Bold truth: rising living costs and changing lifestyles are reshaping even iconic Australian traditions. Barbeques Galore recently entered voluntary administration, signaling broader pressure on households and retail alike, and sparking discussions about how urban living and cost of living impacts everyday choices.
Here’s what happened: Barbeques Galore announced liquidity problems and entered voluntary administration a few months after being acquired by a U.S. private equity firm. About 500 staff are now in limbo. Online conversations have focused on whether city-friendly living—smaller homes and apartments—makes hosting weekend barbecues less feasible for many Australians.

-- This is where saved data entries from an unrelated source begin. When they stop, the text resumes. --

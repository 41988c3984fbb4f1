use std::io::Write;
use std::path::PathBuf;

use anyhow::{Context, Result};

use crate::models::PredictionRecord;

/// Appends prediction records to a local file, one JSON object per line.
pub struct JsonlSink {
    path: PathBuf,
}

impl JsonlSink {
    pub fn new(path: PathBuf) -> Self {
        Self { path }
    }

    pub fn record(&self, record: &PredictionRecord) -> Result<()> {
        let line =
            serde_json::to_string(record).context("Failed to serialize prediction record")?;
        let mut file = std::fs::OpenOptions::new()
            .create(true)
            .append(true)
            .open(&self.path)
            .with_context(|| format!("Failed to open prediction log: {:?}", self.path))?;
        writeln!(file, "{line}").context("Failed to write prediction record")?;
        Ok(())
    }
}

#[cfg(test)]
mod tests {
    use super::*;
    use crate::models::{Distribution, EmotionLabel, Prediction};

    fn record() -> PredictionRecord {
        let prediction = Prediction {
            label: EmotionLabel::Sadness,
            distribution: Distribution::one_hot(EmotionLabel::Sadness),
        };
        PredictionRecord::new("feeling down", "feeling down", &prediction, "fallback")
    }

    #[test]
    fn test_appends_one_line_per_record() {
        let dir = tempfile::tempdir().unwrap();
        let sink = JsonlSink::new(dir.path().join("predictions.jsonl"));

        sink.record(&record()).unwrap();
        sink.record(&record()).unwrap();

        let content = std::fs::read_to_string(dir.path().join("predictions.jsonl")).unwrap();
        let lines: Vec<&str> = content.lines().collect();
        assert_eq!(lines.len(), 2);

        let parsed: PredictionRecord = serde_json::from_str(lines[0]).unwrap();
        assert_eq!(parsed.label, EmotionLabel::Sadness);
        assert_eq!(parsed.model_version, "fallback");
    }

    #[test]
    fn test_unwritable_path_is_an_error() {
        let sink = JsonlSink::new(PathBuf::from("/nonexistent/dir/predictions.jsonl"));
        assert!(sink.record(&record()).is_err());
    }
}
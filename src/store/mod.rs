pub mod http;
pub mod jsonl;

pub use http::*;
pub use jsonl::*;

use anyhow::Result;

use crate::models::PredictionRecord;

/// External store for prediction audit records.
///
/// Writes are fire-and-forget from the engine's point of view: any
/// error returned here is logged and discarded by the caller, never
/// surfaced in a prediction result.
pub enum PredictionSink {
    /// Accept and drop every record.
    Null,
    /// Append JSON lines to a local file.
    Jsonl(JsonlSink),
    /// POST each record to a collector endpoint.
    Http(HttpSink),
}

impl PredictionSink {
    pub async fn record(&self, record: &PredictionRecord) -> Result<()> {
        match self {
            PredictionSink::Null => Ok(()),
            PredictionSink::Jsonl(sink) => sink.record(record),
            PredictionSink::Http(sink) => sink.record(record).await,
        }
    }
}
pub mod engine;
pub mod models;
pub mod provider;
pub mod rules;
pub mod store;
pub mod text;

pub use engine::{Engine, EngineConfig};
pub use models::{Distribution, EmotionLabel, LABEL_COUNT, Prediction, PredictionRecord};
pub use provider::{
    EmotionClassifier, FeatureTransformer, Features, LinearClassifier, ModelBundle,
    TfidfVectorizer, load_bundle,
};
pub use rules::{KeywordTable, ScoreMap, contains_crisis_language, pick_label, score};
pub use store::{HttpSink, JsonlSink, PredictionSink};
pub use text::{Lemmatizer, LexiconLemmatizer, PassthroughLemmatizer, normalize};
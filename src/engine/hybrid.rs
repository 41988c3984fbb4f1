use anyhow::{Result, anyhow};
use tracing::debug;

use crate::models::{Distribution, EmotionLabel, LABEL_COUNT, Prediction, PredictionRecord};
use crate::provider::ModelBundle;
use crate::rules::{contains_crisis_language, pick_label, score};
use crate::text::normalize;

use super::Engine;

/// What the statistical model said about one normalized text.
///
/// `class_probs` is aligned to the model's own class order and empty
/// when the classifier has no probability support; `confidence` is its
/// maximum, or 0.0 when empty.
struct ModelVerdict {
    label: EmotionLabel,
    confidence: f64,
    class_probs: Vec<f64>,
}

impl Engine {
    /// Hybrid decision for a single bounded-length input.
    ///
    /// Reconciles the model's prediction with the rule-based scorer,
    /// applies the unconditional crisis override last, and writes a
    /// best-effort audit record.
    pub(crate) async fn predict_single(&self, text: &str) -> Result<Prediction> {
        let normalized = normalize(text, self.lemmatizer());

        let mut prediction = match self.model() {
            None => self.rule_prediction(text, &normalized),
            Some(bundle) => self.reconcile(bundle, text, &normalized)?,
        };

        // Crisis detection always wins, whatever the model said.
        if contains_crisis_language(self.keywords(), text, &normalized) {
            prediction = Prediction {
                label: EmotionLabel::Crisis,
                distribution: Distribution::crisis(),
            };
        }

        let record = PredictionRecord::new(text, &normalized, &prediction, self.model_version());
        if let Err(err) = self.sink().record(&record).await {
            debug!("Failed to store prediction record: {err:#}");
        }

        Ok(prediction)
    }

    fn rule_prediction(&self, raw: &str, normalized: &str) -> Prediction {
        let scores = score(self.keywords(), raw, normalized);
        let (label, distribution) = pick_label(&scores);
        Prediction {
            label,
            distribution,
        }
    }

    /// Reconcile model and rule outputs, first matching branch wins:
    /// crisis rules, rules over an indecisive model, rules over a
    /// low-confidence model, forced Neutral when neither side has
    /// signal, else the model's own verdict.
    fn reconcile(&self, bundle: &ModelBundle, raw: &str, normalized: &str) -> Result<Prediction> {
        let verdict = run_model(bundle, normalized)?;

        let scores = score(self.keywords(), raw, normalized);
        let (rule_label, rule_distribution) = pick_label(&scores);
        let rule_signal = scores.get(rule_label);

        let low_confidence = verdict.confidence < self.config().min_model_confidence;

        let prediction = if rule_label == EmotionLabel::Crisis {
            Prediction {
                label: EmotionLabel::Crisis,
                distribution: Distribution::crisis(),
            }
        } else if verdict.label == EmotionLabel::Neutral && rule_label != EmotionLabel::Neutral {
            Prediction {
                label: rule_label,
                distribution: rule_distribution,
            }
        } else if rule_label != EmotionLabel::Neutral && rule_signal > 0 && low_confidence {
            Prediction {
                label: rule_label,
                distribution: rule_distribution,
            }
        } else if rule_label == EmotionLabel::Neutral && low_confidence {
            Prediction {
                label: EmotionLabel::Neutral,
                distribution: Distribution::neutral(),
            }
        } else {
            Prediction {
                label: verdict.label,
                distribution: project_distribution(&verdict, bundle.classifier.classes()),
            }
        };

        Ok(prediction)
    }
}

/// Run the model provider on normalized text.
///
/// A missing probability vector is a supported degraded mode; a class
/// name that resolves to no label is a hard error and propagates.
fn run_model(bundle: &ModelBundle, normalized: &str) -> Result<ModelVerdict> {
    let features = bundle.transformer.transform(normalized);
    let raw_label = bundle.classifier.predict(&features);

    let label = EmotionLabel::resolve_model_label(&raw_label)
        .ok_or_else(|| anyhow!("Model emitted unknown label {raw_label:?}"))?;

    let class_probs = bundle.classifier.predict_proba(&features).unwrap_or_default();
    let confidence = class_probs.iter().copied().fold(0.0, f64::max);

    Ok(ModelVerdict {
        label,
        confidence,
        class_probs,
    })
}

/// Project the model's class probabilities onto the full label space.
///
/// Each class's mass is credited to the label it resolves to. An empty
/// or unprojectable vector degenerates to one-hot on the verdict label
/// so the positional length invariant holds for every caller.
fn project_distribution(verdict: &ModelVerdict, classes: &[String]) -> Distribution {
    let mut weights = [0.0; LABEL_COUNT];
    let mut total = 0.0;
    for (class, &prob) in classes.iter().zip(&verdict.class_probs) {
        if let Some(label) = EmotionLabel::resolve_model_label(class) {
            weights[label.index()] += prob;
            total += prob;
        }
    }

    if total > 0.0 {
        Distribution::from_weights(&weights)
    } else {
        Distribution::one_hot(verdict.label)
    }
}
use anyhow::{Context, Result};
use reqwest::Client;

use crate::models::PredictionRecord;

/// Posts prediction records to a remote collector endpoint.
pub struct HttpSink {
    client: Client,
    url: String,
}

impl HttpSink {
    pub fn new(url: String) -> Self {
        Self {
            client: Client::new(),
            url,
        }
    }

    pub async fn record(&self, record: &PredictionRecord) -> Result<()> {
        let response = self
            .client
            .post(&self.url)
            .json(record)
            .send()
            .await
            .context("Failed to send prediction record")?;

        if !response.status().is_success() {
            anyhow::bail!("Prediction store error: {}", response.status());
        }
        Ok(())
    }
}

NSW Fair Trading is reviewing a decision to cut two-thirds from the face value of outstanding Barbeques Galore vouchers. The company says the stores remain open while a sale or restructuring is considered, and purchases already made (in-store or online) will be fulfilled. However, voucher holders face a sharp reduction: to redeem a $100 voucher, you would need to spend $200 in cash.
Industry voices point to a cost-of-living squeeze. Gerard Dwyer, national secretary of the Shop, Distributive and Allied Employees’ Association, framed the move as evidence that wages haven’t kept pace with living costs. When discretionary spending must be trimmed, retail workers often bear the burn.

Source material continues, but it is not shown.